The researchers found that the Ebola virus can’t infect cells unless it first attaches to a host protein called Niemann-Pick C1 (NPC1) in membrane compartments called lysosomes deep within cells. “Our study reveals NPC1 to be an Achilles’ heel for Ebola virus infection,” said co-study leader Kartik Chandran, Ph.D., associate professor of microbiology and immunology and the Harold and Muriel Block Faculty Scholar in Virology at Einstein. “Mice lacking both copies of the NPC1 gene, and therefore devoid of the NPC1 protein, were completely resistant to infection.”
The other co-study leaders are Steven Walkley, D.V.M., Ph.D., professor of Dominick P. Purpura Department of Neuroscience, of pathology, and of the Saul R. Korey Department of Neurology at Einstein, and John M. Dye, Ph.D., Branch Chief of Viral Immunology at the U.S. Army Medical Research Institute of Infectious Diseases.
Ebola virus binds to the host cell’s outer membrane, and a portion of host cell membrane then surrounds the virus and pinches off, creating an endosome — a membrane-bound bubble inside the cell. Endosomes carry their viral stowaways deep within the cell and eventually mature into lysosomes — tiny enzyme-filled structures that digest and recycle cellular components.
The viruses captive in the lysosome manage to escape destruction by exploiting components of the cell to gain entry to the cytoplasm, the substance between the cell membrane and the nucleus where the virus can replicate. But the identities of many of these components have remained unknown.
In an earlier study, the Einstein and USAMRIID researchers, together with colleagues at the Netherlands Cancer Institute and Harvard Medical School, found evidence, in tissue culture, that Ebola takes advantage of the NPC1 protein to enter the cell’s cytoplasm. NPC1 is embedded within cell membranes, where it helps transport cholesterol within the cell. People lacking NPC1 due to genetic mutations develop a fatal neurodegenerative disorder called Niemann-Pick disease, in which cells become clogged with cholesterol and eventually die.
The current animal study was aimed at confirming whether NPC1 is essential for Ebola infectivity. The researchers challenged both “wild type” mice (which have two intact copies of the NPC1 gene) and “knockout mice” (lacking both copies of the gene) with Ebola virus. “While the wild type mice succumbed to the infection, the knockout mice were entirely free of virus replication and completely protected against the disease,” said Dr. Walkley.
Even though such a treatment in humans would also block the cholesterol transport pathway, “We think patients would be able to tolerate the treatment, which would be needed for only a short time,” said Dr. Andrew S. Herbert, PhD, senior research scientist in the Viral Immunology Branch at USAMRIID, and co-first author of the study.
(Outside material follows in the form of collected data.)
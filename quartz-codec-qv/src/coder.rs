// Quartz
// Copyright (c) 2026 The Project Quartz Developers.
//
// This Source Code Form is subject to the terms of the Mozilla Public
// License, v. 2.0. If a copy of the MPL was not distributed with this
// file, You can obtain one at https://mozilla.org/MPL/2.0/.

//! The `coder` module implements the arithmetic-coded entropy back-end.
//!
//! The range coder is byte-oriented with a 64-bit low register and a 32-bit
//! range. Carries are deferred through a cache byte, so the encoder can emit
//! straight to any writer. The decoder consumes an in-memory payload and
//! yields zero bytes past its end, which lets it renormalize freely after
//! the final symbol.
//!
//! Symbol statistics are adaptive frequency models. Encoder and decoder
//! update their models identically, so the stream carries no tables.

use std::io::Write;

use quartz_core::errors::Result;
use quartz_core::io::WriteBytes;

/// Renormalization threshold. The range never drops below 2^24, so a
/// frequency total bounded by 2^16 always leaves a nonzero slice per symbol.
const TOP: u32 = 1 << 24;

/// Count added to a symbol's frequency on every update.
const INCREMENT: u32 = 32;

/// Halve all frequencies once the total exceeds this bound.
const MAX_TOTAL: u32 = 1 << 16;

/// A range encoder writing to `W`.
pub struct RangeEncoder<W: Write> {
    low: u64,
    range: u32,
    cache: u8,
    cache_size: u64,
    sink: W,
}

impl<W: Write> RangeEncoder<W> {
    pub fn new(sink: W) -> Self {
        RangeEncoder { low: 0, range: u32::MAX, cache: 0, cache_size: 1, sink }
    }

    fn shift_low(&mut self) -> Result<()> {
        if (self.low as u32) < 0xff00_0000 || (self.low >> 32) != 0 {
            let carry = (self.low >> 32) as u8;
            let mut byte = self.cache;
            loop {
                self.sink.write_byte(byte.wrapping_add(carry))?;
                byte = 0xff;
                self.cache_size -= 1;
                if self.cache_size == 0 {
                    break;
                }
            }
            self.cache = (self.low >> 24) as u8;
        }
        self.cache_size += 1;
        self.low = u64::from(self.low as u32) << 8;
        Ok(())
    }

    /// Narrows the interval to the slice `[cumulative, cumulative + freq)`
    /// out of `total`.
    pub fn encode(&mut self, cumulative: u32, freq: u32, total: u32) -> Result<()> {
        debug_assert!(freq > 0 && cumulative + freq <= total);
        let slice = self.range / total;
        self.low += u64::from(slice) * u64::from(cumulative);
        self.range = slice * freq;
        while self.range < TOP {
            self.range <<= 8;
            self.shift_low()?;
        }
        Ok(())
    }

    /// Flushes the interval state and returns the writer.
    pub fn finish(mut self) -> Result<W> {
        for _ in 0..5 {
            self.shift_low()?;
        }
        Ok(self.sink)
    }
}

/// A range decoder over an in-memory payload.
pub struct RangeDecoder {
    code: u32,
    range: u32,
    payload: Vec<u8>,
    position: usize,
}

impl RangeDecoder {
    pub fn new(payload: Vec<u8>) -> Self {
        let mut decoder = RangeDecoder { code: 0, range: u32::MAX, payload, position: 0 };
        // The first byte is the encoder's cache placeholder.
        decoder.next_byte();
        for _ in 0..4 {
            decoder.code = (decoder.code << 8) | u32::from(decoder.next_byte());
        }
        decoder
    }

    fn next_byte(&mut self) -> u8 {
        let byte = self.payload.get(self.position).copied().unwrap_or(0);
        self.position += 1;
        byte
    }

    /// Returns the cumulative frequency the encoder's slice covered. The
    /// caller locates the matching symbol and then calls
    /// [`advance`](RangeDecoder::advance) with that symbol's interval.
    pub fn decode_freq(&mut self, total: u32) -> u32 {
        let slice = self.range / total;
        (self.code / slice).min(total - 1)
    }

    /// Consumes the located symbol's interval.
    pub fn advance(&mut self, cumulative: u32, freq: u32, total: u32) {
        let slice = self.range / total;
        self.code -= slice * cumulative;
        self.range = slice * freq;
        while self.range < TOP {
            self.code = (self.code << 8) | u32::from(self.next_byte());
            self.range <<= 8;
        }
    }
}

/// An adaptive frequency model over a fixed symbol count.
#[derive(Clone, Debug)]
pub struct AdaptiveModel {
    counts: Vec<u32>,
    total: u32,
}

impl AdaptiveModel {
    /// Creates a uniform model over `symbols` symbols.
    pub fn new(symbols: usize) -> Self {
        assert!(symbols > 0);
        AdaptiveModel { counts: vec![1; symbols], total: symbols as u32 }
    }

    /// The number of symbols the model covers.
    pub fn symbols(&self) -> usize {
        self.counts.len()
    }

    fn update(&mut self, symbol: usize) {
        self.counts[symbol] += INCREMENT;
        self.total += INCREMENT;
        if self.total > MAX_TOTAL {
            self.total = 0;
            for count in self.counts.iter_mut() {
                *count = (*count >> 1).max(1);
                self.total += *count;
            }
        }
    }

    /// Encodes one symbol and adapts.
    pub fn encode<W: Write>(&mut self, encoder: &mut RangeEncoder<W>, symbol: usize) -> Result<()> {
        let cumulative: u32 = self.counts[..symbol].iter().sum();
        encoder.encode(cumulative, self.counts[symbol], self.total)?;
        self.update(symbol);
        Ok(())
    }

    /// Decodes one symbol and adapts.
    pub fn decode(&mut self, decoder: &mut RangeDecoder) -> usize {
        let target = decoder.decode_freq(self.total);
        let mut cumulative = 0;
        let mut symbol = self.counts.len() - 1;
        for (i, &count) in self.counts.iter().enumerate() {
            if cumulative + count > target {
                symbol = i;
                break;
            }
            cumulative += count;
        }
        decoder.advance(cumulative, self.counts[symbol], self.total);
        self.update(symbol);
        symbol
    }
}
// Quartz
// Copyright (c) 2026 The Project Quartz Developers.
//
// This Source Code Form is subject to the terms of the Mozilla Public
// License, v. 2.0. If a copy of the MPL was not distributed with this
// file, You can obtain one at https://mozilla.org/MPL/2.0/.

#![warn(rust_2018_idioms)]
#![forbid(unsafe_code)]
// The following lints are allowed in all Quartz crates. Please see the
// workspace Cargo.toml for their justification.
#![allow(clippy::comparison_chain)]
#![allow(clippy::manual_range_contains)]

pub mod alphabet;
pub mod distortion;
pub mod errors;
pub mod io;
pub mod pmf;
pub mod quantizer;
pub mod rng;
pub mod sample;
“Carrier” mice — those with just one working copy of NPC1 and therefore possessing half the normal complement of NPC1 receptors — proved substantially but not totally resistant to Ebola infection. “This would suggest that drugs that interfere with Ebola’s interaction with NPC1 — even if some Ebola viruses are able to enter cells — could probably still provide some benefit from lethal infection,” said Dr. Dye.
“Ideally,” Dr. Chandran says, “future research in humans, based on these findings, will lead to the development of antiviral drugs that can effectively target NPC1 and prevent infection not just by Ebola, but also by other highly virulent filoviruses, which also require NPC1 as a receptor.”